No pronunciamos más palabras. Roberto interrumpió nuestro primer intercambio:
—Quisiera ahora dedicarle esta canción a todos aquellos que todavía creen en el amor. Una canción que el gran Carlitos nos regaló en todo su esplendor. ¡Disfrútenla! —anunció, desvirtuando mi idea acerca de su inoportuna interrupción.

N “Acaricia mi ensueño
el suave murmullo
de tu suspirar.
Cómo ríe la vida
si tus ojos negros
me quieren mirar.
Y si es mío el amparo
de tu risa leve
que es como un cantar,
ella aquieta mi herida,
todo, todo se olvida…

Desde el primer movimiento fuimos un solo cuerpo desplazándose prodigiosamente al compás de “La noche que me quieras”. No quebramos con palabras la pasión que había en nuestras miradas. Pude sentir su jadeo perturbador, disfrutar del aroma sensual de su perfume, conocer la profundidad de aquellos hermosos ojos, dejarme seducir por sus labios, cautivarme con sus cabellos oscuros y sedosos, trastornarme por la sinuosidad de su figura.
Pensaba sólo en amarla y ser correspondido.
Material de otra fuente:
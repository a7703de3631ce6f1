//! Cached GET requests shared by all scraper APIs

use std::sync::Arc;

use tracing::{debug, warn};
use url::Url;

use super::{Locale, ScraperError};
use crate::services::cache::ResponseCache;
use crate::services::network::{NetworkRequest, Transport, TransportError};

/// Issues GET requests through the response cache.
///
/// Check the cache, otherwise fetch through the transport and store any
/// non-empty body under the requested URL and locale.
#[derive(Clone)]
pub struct ApiClient {
    name: &'static str,
    transport: Arc<dyn Transport>,
    cache: Arc<ResponseCache>,
}

impl ApiClient {
    pub fn new(name: &'static str, transport: Arc<dyn Transport>, cache: Arc<ResponseCache>) -> Self {
        Self {
            name,
            transport,
            cache,
        }
    }

    /// Fetch `url` for `locale`. An empty body is returned as-is; whether
    /// that is an error is up to the caller.
    pub async fn get(&self, locale: &Locale, url: Url) -> Result<String, ScraperError> {
        if self.cache.has_valid_element(&url, locale) {
            if let Some(body) = self.cache.get_element(&url, locale) {
                debug!(api = self.name, url = %url, locale = %locale, "Serving response from cache");
                // Never complete before the caller had a chance to start waiting
                tokio::task::yield_now().await;
                return Ok(body);
            }
        }

        let response = self
            .transport
            .get(NetworkRequest::new(url.clone()).with_locale(locale))
            .await;

        if let Some(error) = response.error {
            warn!(api = self.name, url = %response.url, error = %error.message, "Network error");
            return Err(map_transport_error(self.name, error));
        }

        if !response.body.is_empty() {
            self.cache
                .add_element(url, locale.clone(), response.body.clone());
        }

        Ok(response.body)
    }
}

/// Parse a URL assembled from a validated identifier
pub fn build_url(url: &str) -> Result<Url, ScraperError> {
    Url::parse(url).map_err(|e| ScraperError::config(format!("Invalid URL '{}': {}", url, e)))
}

fn map_transport_error(api: &str, error: TransportError) -> ScraperError {
    match error.status {
        Some(404) => ScraperError::not_found(format!("{}: {}", api, error.message)),
        _ => ScraperError::network(error.message),
    }
}
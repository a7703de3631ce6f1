use async_trait::async_trait;
use tracing::info;

use super::parser::{apply_to_show, parse_show};
use super::{TvMazeApi, parse_tvmaze_id};
use crate::media::TvShow;
use crate::scrapers::{
    InfoFields, JobId, Locale, ScrapeJob, ScraperError, ScraperSource, ShowIdentifier,
};

/// Loads a TV show from TVMaze
pub struct TvMazeShowScrapeJob {
    id: JobId,
    api: TvMazeApi,
    locale: Locale,
    identifier: ShowIdentifier,
    fields: InfoFields,
    show: TvShow,
}

impl TvMazeShowScrapeJob {
    pub fn new(
        api: TvMazeApi,
        locale: Locale,
        identifier: ShowIdentifier,
        fields: InfoFields,
        show: TvShow,
    ) -> Self {
        Self {
            id: JobId::new(),
            api,
            locale,
            identifier,
            fields,
            show,
        }
    }
}

#[async_trait]
impl ScrapeJob for TvMazeShowScrapeJob {
    type Entity = TvShow;

    fn id(&self) -> JobId {
        self.id
    }

    fn source(&self) -> ScraperSource {
        ScraperSource::TvMaze
    }

    async fn run(&mut self) -> Result<(), ScraperError> {
        let show_id = parse_tvmaze_id(self.identifier.as_str()).ok_or_else(|| {
            ScraperError::config("TVMaze id is invalid. Cannot load requested TV show.")
        })?;

        info!(job_id = %self.id, tvmaze_id = show_id, "Loading TVMaze show");
        let json = self.api.load_show(&self.locale, show_id).await?;
        if json.is_empty() {
            return Err(ScraperError::empty_content("TVMaze"));
        }

        let data = parse_show(&json)?;
        apply_to_show(&data, &mut self.show, &self.fields);
        Ok(())
    }

    fn into_entity(self: Box<Self>) -> TvShow {
        self.show
    }
}
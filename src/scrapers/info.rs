//! Requested metadata fields and the field merge policy

use std::collections::HashSet;
use std::fmt;
use std::str::FromStr;

use serde::{Deserialize, Serialize};

use super::ScraperError;

/// A metadata attribute that scrape results may overwrite
#[derive(Debug, Clone, Copy, PartialEq, Eq, Hash, PartialOrd, Ord, Serialize, Deserialize)]
#[serde(rename_all = "snake_case")]
pub enum InfoField {
    Title,
    Name,
    Overview,
    FirstAired,
    Rating,
    Director,
    Writer,
    Thumbnail,
    Certification,
    Genres,
    Network,
    Runtime,
    Artist,
    Label,
    ReleaseDate,
    Biography,
}

/// Set of fields a caller wants populated
pub type InfoFields = HashSet<InfoField>;

impl InfoField {
    pub const ALL: [InfoField; 16] = [
        InfoField::Title,
        InfoField::Name,
        InfoField::Overview,
        InfoField::FirstAired,
        InfoField::Rating,
        InfoField::Director,
        InfoField::Writer,
        InfoField::Thumbnail,
        InfoField::Certification,
        InfoField::Genres,
        InfoField::Network,
        InfoField::Runtime,
        InfoField::Artist,
        InfoField::Label,
        InfoField::ReleaseDate,
        InfoField::Biography,
    ];

    /// Every field, for callers that want a full scrape
    pub fn all() -> InfoFields {
        Self::ALL.into_iter().collect()
    }

    pub fn as_str(&self) -> &'static str {
        match self {
            Self::Title => "title",
            Self::Name => "name",
            Self::Overview => "overview",
            Self::FirstAired => "first_aired",
            Self::Rating => "rating",
            Self::Director => "director",
            Self::Writer => "writer",
            Self::Thumbnail => "thumbnail",
            Self::Certification => "certification",
            Self::Genres => "genres",
            Self::Network => "network",
            Self::Runtime => "runtime",
            Self::Artist => "artist",
            Self::Label => "label",
            Self::ReleaseDate => "release_date",
            Self::Biography => "biography",
        }
    }
}

impl fmt::Display for InfoField {
    fn fmt(&self, f: &mut fmt::Formatter<'_>) -> fmt::Result {
        f.write_str(self.as_str())
    }
}

impl FromStr for InfoField {
    type Err = ScraperError;

    fn from_str(s: &str) -> Result<Self, Self::Err> {
        let wanted = s.trim().to_lowercase().replace('-', "_");
        Self::ALL
            .into_iter()
            .find(|field| field.as_str() == wanted)
            .ok_or_else(|| ScraperError::config(format!("Unknown info field: '{}'", s)))
    }
}

/// Decide whether newly parsed data may overwrite `field` on `entity`.
///
/// A field is loaded iff it was requested. The entity is accepted so that a
/// policy looking at existing content can be added without touching callers;
/// the current policy ignores it and the last successful source wins.
pub fn should_load<E: ?Sized>(field: InfoField, requested: &InfoFields, _entity: &E) -> bool {
    requested.contains(&field)
}

/// Assign `value` to `slot` if it is present and differs. Returns whether
/// the slot changed.
pub(crate) fn assign<T: PartialEq + Clone>(slot: &mut Option<T>, value: &Option<T>) -> bool {
    match value {
        Some(v) if slot.as_ref() != Some(v) => {
            *slot = Some(v.clone());
            true
        }
        _ => false,
    }
}

/// Fill an identifier slot only when it is still empty
pub(crate) fn fill<T: Clone>(slot: &mut Option<T>, value: &Option<T>) -> bool {
    if slot.is_none() && value.is_some() {
        *slot = value.clone();
        true
    } else {
        false
    }
}

/// Merge the listed fields of `$other` into `$target`, gated by
/// [`should_load`]. Evaluates to `true` if any field changed.
macro_rules! merge_fields {
    ($target:expr, $other:expr, $requested:expr, { $($field:ident => $member:ident),* $(,)? }) => {{
        let mut changed = false;
        $(
            if $crate::scrapers::should_load($crate::scrapers::InfoField::$field, $requested, &*$target) {
                changed |= $crate::scrapers::info::assign(&mut $target.$member, &$other.$member);
            }
        )*
        changed
    }};
}

pub(crate) use merge_fields;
Pero… ¿cómo ir tan rápido? ¿Se puede amar a alguien en tan pocos minutos? ¿Se puede amar a alguien para siempre? ¿Cómo enfrentarse a una decepción habiendo amado de esa manera?

N La noche que me quieras
desde el azul del cielo,
las estrellas celosas
nos mirarán pasar.
Y un rayo misterioso
hará nido en tu pelo,
luciérnagas curiosas que verán
que eres mi consuelo.

¡Qué importa! El amor es así, irracional, pasional, inesperado. Es una química insospechada entre los seres, una mezcla de espíritus que emerge desde lo profundo de sus existencias. ¡Qué importa si ese momento dura segundos! Es la intensidad, la lozanía, la transparencia lo que le da su valor y su inmortalidad.

N “El día que me quieras
no habrá más que armonía.
Será clara la aurora
y alegre el manantial…

Esa noche de trama impensada en su comienzo, selló mi vida con tres amores que perdurarían inmunes al paso de los años. Nada hubiera sido posible sin el marco adecuado, no habría magia sin esa velada en el “Sin rumbo”. No me habría enamorado de Malena de no haber sido por la ayuda de aquel pibe cantor, que supo guiarme, aconsejarme y regalarme los tangos más oportunos que artista alguno haya entonado a favor del nacimiento de un amor eterno. Cómo no quedar agradecido de aquella voz que puso en cada estrofa un hondo sentimiento, la pintura arrabalera y el semblante compadrito. Cómo no agradecer a aquel inesperado intérprete extranjero...
¿Extranjero? ¡No! Bien porteño. ¡Gracias, Polaco!